Но, наверное, наши слова были искренни с обоих сторон, так как исчезновение прекратилось.
— Послушай, мы не хотим, чтобы Клэр была несчастной. Как раз наоборот, — зачастила Лизель, когда я снова пошла от нее, стоило вернуться моим ногам. — Мы тут ограничены во времени, а Клэр не так часто ходит на свидания, и обычно они не заканчиваются ничем хорошим. Сейчас же она счастлива и увлечена Тоддом, так что может быть более открытой, более…
— Прощающей?
— Точно, — Лизель кивнула так яро, словно ее голова была свободна от шеи.
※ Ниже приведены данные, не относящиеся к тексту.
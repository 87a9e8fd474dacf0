use leptos::{html, prelude::*};
use leptos_meta::Title;
use leptos_router::{
    components::A,
    hooks::{use_params_map, use_query_map},
};

use super::reveal::TextReveal;
use super::scroll::{band_progress, use_scroll_handle};
use super::showcase::{FeaturedShowcase, ProjectMedia};
use super::suit::{PlayingCard, SuitIcon};
use crate::content::{get_project_by_slug, list_projects, Category, Project};
use crate::motion::{interpolate, CardMotion, ScrollBand};

#[component]
pub fn ProjectsPage() -> impl IntoView {
    view! {
        <Title text="Projects" />
        <FeaturedShowcase />
        <ProjectGrid />
    }
}

#[component]
fn ProjectCard(project: &'static Project) -> impl IntoView {
    let node = NodeRef::<html::Div>::new();
    let progress = band_progress(use_scroll_handle(), node, ScrollBand::THROUGH);

    view! {
        <div node_ref=node style=move || CardMotion::at(progress.get()).to_style()>
            <A href=project.href() attr:class="block h-full group">
                <PlayingCard
                    suit=project.suit
                    rank=project.category.rank()
                    class="h-full group-hover:border-accent"
                >
                    <div class="overflow-hidden relative rounded-t-md aspect-video">
                        <ProjectMedia project=project />
                        {project
                            .is_revamping()
                            .then(|| {
                                view! {
                                    <span class="absolute top-3 right-3 py-1 px-2 text-xs font-semibold rounded-md bg-background/90">
                                        "Revamp in progress"
                                    </span>
                                }
                            })}
                    </div>
                    <div class="p-6 space-y-3">
                        <div class="flex gap-2 items-center text-xs tracking-wider uppercase text-muted-foreground">
                            <SuitIcon suit=project.suit size=14 />
                            <span>{project.category.label()}</span>
                            <span>"•"</span>
                            <span>{project.duration}</span>
                        </div>
                        <h3 class="font-serif text-2xl font-bold transition-colors group-hover:text-accent">
                            {project.title}
                        </h3>
                        <p class="text-sm leading-relaxed text-muted-foreground">
                            {project.summary}
                        </p>
                        <div class="flex flex-wrap gap-2 pt-2">
                            {project
                                .stack
                                .iter()
                                .take(4)
                                .map(|tech| {
                                    view! {
                                        <span class="py-1 px-2 text-xs rounded-md border bg-muted border-border">
                                            {*tech}
                                        </span>
                                    }
                                })
                                .collect_view()}
                        </div>
                    </div>
                </PlayingCard>
            </A>
        </div>
    }
}

#[component]
pub fn ProjectGrid() -> impl IntoView {
    let query = use_query_map();
    let initial = query
        .get_untracked()
        .get("category")
        .and_then(|raw| match Category::parse_filter(&raw) {
            Ok(filter) => filter,
            Err(e) => {
                log::warn!("{e}");
                None
            }
        });
    let (selected, set_selected) = signal(initial);

    let section = NodeRef::<html::Div>::new();
    let progress = band_progress(use_scroll_handle(), section, ScrollBand::THROUGH);
    let background_y = move || interpolate(progress.get(), &[0.0, 1.0], &[0.0, 100.0]);

    let filter_button = move |value: Option<Category>, label: &'static str| {
        view! {
            <button
                class=move || {
                    if selected.get() == value {
                        "py-2 px-6 text-sm font-medium rounded-full shadow-lg transition-all duration-200 bg-accent text-accent-foreground shadow-accent/20"
                    } else {
                        "py-2 px-6 text-sm font-medium rounded-full border transition-all duration-200 bg-card border-border text-muted-foreground hover:border-accent hover:text-accent"
                    }
                }
                on:click=move |_| set_selected.set(value)
            >
                {label}
            </button>
        }
    };

    view! {
        <div node_ref=section class="overflow-hidden relative py-16">
            <div
                class="absolute inset-0 opacity-10 pointer-events-none bg-[radial-gradient(circle_at_50%_50%,var(--accent)_0%,transparent_50%)]"
                style:transform=move || format!("translateY({:.1}%)", background_y())
            />
            <div class="relative z-10 px-4 mx-auto max-w-7xl sm:px-6 lg:px-8">
                <div class="mb-8 text-center">
                    <TextReveal
                        text="Other things I've worked on"
                        class="font-serif text-4xl font-bold md:text-6xl text-foreground"
                    />
                </div>
                <div class="flex flex-wrap gap-3 justify-center mb-8">
                    {filter_button(None, "All")}
                    {Category::ALL
                        .into_iter()
                        .map(|c| filter_button(Some(c), c.label()))
                        .collect_view()}
                </div>
                {move || {
                    let projects = list_projects(selected.get());
                    if projects.is_empty() {
                        view! {
                            <div class="py-12 text-center">
                                <p class="text-muted-foreground">
                                    "No projects found in this category."
                                </p>
                            </div>
                        }
                            .into_any()
                    } else {
                        view! {
                            <div class="grid grid-cols-1 gap-6 md:grid-cols-2 lg:grid-cols-3">
                                {projects
                                    .into_iter()
                                    .map(|project| view! { <ProjectCard project=project /> })
                                    .collect_view()}
                            </div>
                        }
                            .into_any()
                    }
                }}
            </div>
        </div>
    }
}

#[component]
pub fn ProjectPage() -> impl IntoView {
    let params = use_params_map();
    let slug = move || params.get().get("slug").unwrap_or_default();

    view! {
        {move || match get_project_by_slug(&slug()) {
            Some(project) => view! { <ProjectDetail project=project /> }.into_any(),
            None => {
                view! {
                    <Title text="Project not found" />
                    <div class="py-32 text-center">
                        <h1 class="mb-4 font-serif text-4xl font-bold">"Project not found"</h1>
                        <A href="/projects" attr:class="text-accent hover:underline">
                            "← Back to projects"
                        </A>
                    </div>
                }
                    .into_any()
            }
        }}
    }
}

#[component]
fn ProjectDetail(project: &'static Project) -> impl IntoView {
    let link = |href: Option<&'static str>, label: &'static str| {
        href.map(|href| {
            view! {
                <a
                    href=href
                    target="_blank"
                    rel="noopener noreferrer"
                    class="inline-flex items-center py-3 px-6 font-semibold rounded-lg border-2 transition-all duration-200 border-border hover:border-accent hover:text-accent"
                >
                    {label}
                </a>
            }
        })
    };

    view! {
        <Title text=project.title />
        <article class="py-24 px-4 mx-auto max-w-4xl sm:px-6 lg:px-8">
            <A
                href="/projects"
                attr:class="inline-block mb-8 text-sm text-muted-foreground hover:text-accent"
            >
                "← All projects"
            </A>
            <header class="mb-8 space-y-4">
                <div class="flex gap-2 items-center text-sm tracking-wider uppercase text-muted-foreground">
                    <SuitIcon suit=project.suit size=16 />
                    <span>{project.category.label()}</span>
                    {project
                        .is_revamping()
                        .then(|| view! { <span class="text-accent">"• Revamp in progress"</span> })}
                </div>
                <h1 class="font-serif text-5xl font-bold">{project.title}</h1>
                <p class="text-xl leading-relaxed text-muted-foreground">{project.summary}</p>
            </header>
            <div class="overflow-hidden relative mb-12 rounded-2xl border-2 aspect-video border-border">
                <ProjectMedia project=project />
            </div>
            <dl class="grid grid-cols-1 gap-6 mb-12 sm:grid-cols-3">
                <div>
                    <dt class="text-xs tracking-wider uppercase text-muted-foreground">"Role"</dt>
                    <dd class="mt-1 font-medium">{project.role}</dd>
                </div>
                <div>
                    <dt class="text-xs tracking-wider uppercase text-muted-foreground">
                        "Duration"
                    </dt>
                    <dd class="mt-1 font-medium">{project.duration}</dd>
                </div>
                <div>
                    <dt class="text-xs tracking-wider uppercase text-muted-foreground">"Stack"</dt>
                    <dd class="mt-1 font-medium">{project.stack.join(", ")}</dd>
                </div>
            </dl>
            <section class="mb-12">
                <h2 class="mb-4 font-serif text-2xl font-bold">"Highlights"</h2>
                <ul class="space-y-3">
                    {project
                        .key_points
                        .iter()
                        .map(|point| {
                            view! {
                                <li class="flex gap-3 items-start">
                                    <SuitIcon suit=project.suit size=14 class="mt-1" />
                                    <span>{*point}</span>
                                </li>
                            }
                        })
                        .collect_view()}
                </ul>
            </section>
            <div class="flex flex-wrap gap-4">
                {link(project.demo_url, "Live demo")}
                {link(project.repo_url, "Source code")}
                <A
                    href="/contact"
                    attr:class="inline-flex items-center py-3 px-6 font-semibold rounded-lg transition-colors bg-accent text-accent-foreground hover:bg-accent/90"
                >
                    "Build something like this"
                </A>
            </div>
        </article>
    }
}
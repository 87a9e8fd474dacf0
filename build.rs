fn main() {
    // Stamped into the footer as "last deployed"
    let built_at = chrono::Utc::now().to_rfc3339();
    println!("cargo:rustc-env=BUILD_TIME={built_at}");

    println!("cargo:rerun-if-changed=build.rs");
    // Posts are embedded, so a new post should restamp the build
    println!("cargo:rerun-if-changed=blog");
}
Одно только обдумывание возможной помощи Лизель и Эрику являлось нарушением самого главного правила, касающегося списка мертвых, которые нуждались в нашей помощи: первым пришел, первым обслужен; если только меня не разозлили настолько, чтобы я отправила кого-то в конец списка, или не разжалобили настолько, чтобы я отправила кого-то в начало. Никакой игры в "Избранных".
Я должна была быть сильной и беспристрастно поддерживать порядок, иначе духи будут преследовать меня, чтобы добраться до Уилла, и у меня не будет времени или энергии, в буквальном смысле этого слова, чтобы бороться со всеми ними.
Но возможно на этот раз Лизель была права насчет оптимистично настроенной миссис Педерсон.
Гаденькая часть меня хотела сказать ей забыть про это, но правда в том, если я не буду достаточно покладистой, когда это необходимо, то быстренько потеряю контроль над ситуацией. Кроме того, папа всегда говорил, что своевременная помощь заслуживает большего уважения, чем бескомпромиссность.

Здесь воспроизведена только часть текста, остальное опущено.